Quote:
Originally Posted by IROCUBabe I wasn't meaning the car or the truck, what if your son:
Got drunk or high and got behind the wheel.
Failed to stop at a stop light or sign.
Was riding too fast for conditions and caused a massive wreck.
Sure you care about your son. But you have accepted liability in this issue that can get you in legal and $ trouble when your son goes out in the car. You trust him right? You expect he will drive with some level of respect and responsibility and not go street racing, gunning the motor to obscene rpms, ignoring laws, or making dangerous choices. This is the trust I am talking about. You surely wouldn't hand your car keys to any friend that asked would you? You don't trust them that well eh?
As for the gas station owner, hook up with the right small company and you will find the same sort of thing in trucking. But there are gas conglomarations that could give 2 squirts about their clerks as they are a dime a dozen. The bigger a company gets the harder it is to hire large portions of people whom care about the people they work with. It doesn't matter if its a super market corporation, a trucking corp, or a sandwhich making corp. When the day to day affairs escape the owners ability to control he has to hire people, and usually eventually hire people to help the hired people.

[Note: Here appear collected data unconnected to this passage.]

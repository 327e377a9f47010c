//! `GET /health`: liveness plus a host resource summary.

use axum::{Json, extract::State};
use serde::Serialize;
use time::OffsetDateTime;

use crate::resources::{CpuUsage, DiskUsage, MemoryUsage, ResourceSnapshot};
use crate::state::AppState;

/// CPU or memory usage above this percentage turns the status to `warning`.
pub const WARNING_THRESHOLD: f64 = 95.0;

#[derive(Debug, Serialize)]
pub struct HealthResponse {
    pub status: &'static str,
    #[serde(with = "time::serde::rfc3339")]
    pub timestamp: OffsetDateTime,
    pub telemetry: Telemetry,
    #[serde(skip_serializing_if = "Option::is_none")]
    pub message: Option<String>,
}

#[derive(Debug, Serialize)]
pub struct Telemetry {
    pub uptime_seconds: u64,
    pub cpu: CpuUsage,
    pub memory: MemoryUsage,
    pub disk: DiskUsage,
}

fn assess(resources: &ResourceSnapshot) -> (&'static str, Option<String>) {
    let mut alerts = Vec::new();
    if resources.cpu.percent > WARNING_THRESHOLD {
        alerts.push(format!("CPU usage at {:.1}%", resources.cpu.percent));
    }
    if resources.memory.percent > WARNING_THRESHOLD {
        alerts.push(format!("memory usage at {:.1}%", resources.memory.percent));
    }
    if alerts.is_empty() {
        ("ok", None)
    } else {
        ("warning", Some(alerts.join(", ")))
    }
}

pub async fn health_check(State(state): State<AppState>) -> Json<HealthResponse> {
    let resources = *state.resources.borrow();
    let (status, message) = assess(&resources);
    if let Some(message) = &message {
        tracing::warn!(%message, "Host resources under pressure");
    }

    Json(HealthResponse {
        status,
        timestamp: OffsetDateTime::now_utc(),
        telemetry: Telemetry {
            uptime_seconds: state.started_at.elapsed().as_secs(),
            cpu: resources.cpu,
            memory: resources.memory,
            disk: resources.disk,
        },
        message,
    })
}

Its not possible to screen every person for personality and intelligence... though at MY trucking company dispatchers will either have to have 1 year OTR expierence, or agree to get their CDL and be 'trained' by one of my drivers for a min of 90 days OTR. They WILL know what its like before they will be hired. I personally hate the idea of being bitched at about something from someone whom has NO IDEA what its like out here. "Why'd you go to the truck stop 15 miles away!? There was parking at the consignee."
Hey crackhead, the consignee has no food, drink, or restrooms for drivers and in 1 hour I will be out of hours. Kthx. |
There is NO WAY that anyone can account for ALL possible contingencies in any given event. While I suspect your merely being facetious, there IS some degree of risk in any event in life. Heck, you could be sitting in your house and a plane could crash into it and kill you, just like what happened near Buffalo NY.

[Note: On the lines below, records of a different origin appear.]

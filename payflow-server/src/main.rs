//! payflow server
//!
//! Issues invoice batches against the payment processor on a schedule,
//! accepts signed payment callbacks and forwards the net amount of every
//! credited invoice to the settlement account.

mod api;
mod config;
mod register;
mod resources;
mod server;
mod shutdown;
mod state;

use clap::Parser;
use config::{CliOverrides, ConfigLoader, ProcessorSettings};
use payflow_core::events::event_queue;
use payflow_core::framework::connect_and_migrate;
use payflow_core::gateway::{EcdsaEventVerifier, EventOrigin};
use payflow_core::processors::{
    BatchEmitter, EmissionScheduler, EventProcessor, Reconciler, SettlementForwarder,
};
use payflow_core::telemetry::{HISTORY_CAPACITY, WebhookCounters, history};
use payflow_core::utils::payers::RandomPayers;
use payflow_sdk::client::{Credentials, ProcessorClient};
use server::{build_router, run_server};
use state::AppState;
use std::net::SocketAddr;
use std::path::PathBuf;
use std::sync::Arc;
use std::time::{Duration, Instant};
use tokio::sync::watch;
use tokio::task::JoinHandle;
use tracing_subscriber::{EnvFilter, layer::SubscriberExt, util::SubscriberInitExt};
use url::Url;

/// payflow - scheduled invoicing and webhook-driven settlement
#[derive(Parser, Debug)]
#[command(name = "payflow-server")]
#[command(version, about, long_about = None)]
struct Args {
    /// Path to the configuration file
    #[arg(short, long, default_value = "./payflow.toml")]
    config: PathBuf,

    /// Override the listen address (e.g., 0.0.0.0:3000)
    #[arg(short, long)]
    listen: Option<SocketAddr>,

    /// Talk to the mock processor instead of the hosted API
    #[arg(long, env = "USE_MOCK_API")]
    mock: bool,

    /// Register URL as the processor's webhook endpoint and exit
    #[arg(long, value_name = "URL")]
    register_webhook: Option<Url>,
}

#[tokio::main]
async fn main() -> anyhow::Result<()> {
    // Initialize tracing
    init_tracing();

    // Parse command line arguments
    let args = Args::parse();

    tracing::info!("Starting payflow-server v{}", env!("CARGO_PKG_VERSION"));

    // Load configuration
    let overrides = CliOverrides {
        listen: args.listen,
        mock_mode: args.mock.then_some(true),
    };
    let config = ConfigLoader::new(&args.config, overrides)
        .load()
        .map_err(|e| {
            tracing::error!("Failed to load configuration: {}", e);
            e
        })?;
    let mock_mode = config.mock_mode();
    tracing::info!(mock_mode, processor = ?config.processor, "Configuration loaded from {:?}", args.config);

    let client = build_client(&config.processor, config.request_timeout).map_err(|e| {
        tracing::error!("Failed to build processor client: {}", e);
        e
    })?;

    if let Some(url) = &args.register_webhook {
        let webhook = register::register_webhook(&client, url).await.map_err(|e| {
            tracing::error!("Failed to register webhook: {}", e);
            e
        })?;
        tracing::info!(id = %webhook.id, subscriptions = ?webhook.subscriptions, "Done");
        return Ok(());
    }

    // Resolve the event signing key before accepting any traffic
    let origin = EventOrigin::from_mock_flag(mock_mode);
    let verifier = Arc::new(EcdsaEventVerifier::new().with_source(origin, Arc::new(client.clone())));
    match verifier.refresh(origin).await {
        Ok(_) => tracing::info!(%origin, "Event signing key loaded"),
        Err(e) if mock_mode => {
            tracing::warn!(%origin, error = %e, "Mock signing key unavailable, will retry on first event");
        }
        Err(e) => {
            tracing::error!(error = %e, "Failed to fetch the processor public key");
            return Err(e.into());
        }
    }

    // Create database connection pool and bring the schema up to date
    tracing::info!("Connecting to database...");
    let db_pool = connect_and_migrate(&config.database.url, config.database.max_connections)
        .await
        .map_err(|e| {
            tracing::error!("Failed to prepare database: {}", e);
            e
        })?;
    tracing::info!("Database ready");

    let (shutdown_tx, shutdown_rx) = watch::channel(false);
    let (queue_tx, queue_rx) = event_queue();
    let (scheduler_history, scheduler_runs) = history(HISTORY_CAPACITY);
    let (webhook_history, webhook_events) = history(HISTORY_CAPACITY);
    let counters = Arc::new(WebhookCounters::default());
    let gateway = Arc::new(client);

    let settlement = Arc::new(SettlementForwarder::new(
        db_pool.clone(),
        gateway.clone(),
        config.destination.clone(),
    ));

    let event_processor = EventProcessor::new(
        queue_rx,
        verifier,
        settlement.clone(),
        webhook_history,
        counters.clone(),
        shutdown_rx.clone(),
    );
    let processor_task = tokio::spawn(event_processor.run());

    let reconciler = Reconciler::new(
        db_pool.clone(),
        gateway.clone(),
        settlement,
        config.reconciliation,
        shutdown_rx.clone(),
    );
    let reconciler_task = tokio::spawn(reconciler.run());

    let emitter = Arc::new(BatchEmitter::new(
        db_pool.clone(),
        gateway,
        Arc::new(RandomPayers),
        config.batch.clone(),
    ));
    let scheduler = EmissionScheduler::new(emitter, scheduler_history, config.schedule);
    let scheduler_state = scheduler.state();
    let scheduler_handle = scheduler.start();

    let (resources, sampler_task) = resources::spawn_sampler(shutdown_rx);

    // Create application state
    let state = AppState {
        db: db_pool.clone(),
        queue: queue_tx,
        mock_mode,
        counters,
        scheduler_runs,
        webhook_events,
        scheduler_state,
        resources,
        started_at: Instant::now(),
    };

    // Run the server
    let router = build_router(state);
    tracing::info!("Starting HTTP server on {}", config.listen);
    let result = run_server(router, config.listen).await;

    // Stop background tasks
    shutdown_tx.send_replace(true);
    scheduler_handle.shutdown();
    if let Err(e) = scheduler_handle.join().await {
        tracing::error!("EmissionScheduler task failed: {}", e);
    }
    join_task("EventProcessor", processor_task).await;
    join_task("Reconciler", reconciler_task).await;
    join_task("Resource sampler", sampler_task).await;

    // Close database connections gracefully
    tracing::info!("Closing database connections...");
    db_pool.close().await;
    tracing::info!("Server shutdown complete");

    result.map_err(Into::into)
}

fn build_client(
    settings: &ProcessorSettings,
    request_timeout: Duration,
) -> anyhow::Result<ProcessorClient> {
    let client = match settings {
        ProcessorSettings::Mock { base_url } => ProcessorClient::new(base_url.clone()),
        ProcessorSettings::Real {
            environment,
            project_id,
            private_key_pem,
        } => {
            let credentials = Credentials::from_pem(project_id.clone(), private_key_pem)?;
            ProcessorClient::for_environment(*environment, credentials)?
        }
    };
    Ok(client.with_timeout(request_timeout)?)
}

async fn join_task(name: &str, task: JoinHandle<()>) {
    if let Err(e) = task.await {
        tracing::error!("{} task failed: {}", name, e);
    }
}

/// Initialize the tracing subscriber with environment-based filtering.
fn init_tracing() {
    let filter =
        EnvFilter::try_from_default_env().unwrap_or_else(|_| EnvFilter::new("info,sqlx=warn"));

    tracing_subscriber::registry()
        .with(filter)
        .with(tracing_subscriber::fmt::layer())
        .init();
}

If my son or any friend of mine(I would have NO problem with the friends I keep, driving anything I own) did in fact, make a poor choice that resulted in a wreck, I would still deal with it from a human standpoint. Let's face it, people will make mistakes and there is NO possible way one could account every possible contingency. (ex. The CIA/NSA could detain my son, use mind altering drugs(LSD) to program him for a specific task, then let him go to perform the task... Extremely, extremely unlikely... but possible nevertheless).
You also point to a correlation between the size of the company and how they treat/trust employees. I disagree. There are plenty of large companies with greater employee bases than even the largest trucking companies that treat employees with dignity and respect.(Montana Dakota Utilities, IBM, Alliant Energy, Charter Cable, Pillsbury and Cargill to name a few).
What I'm saying is that ultimately it boils down to the people. The larger trucking companies(again not excluding Werner) management could choose to have better relationships with the drivers(ie treat the drivers like they would like to be treated). Unfortunately, the big players in the trucking industry choose a different path.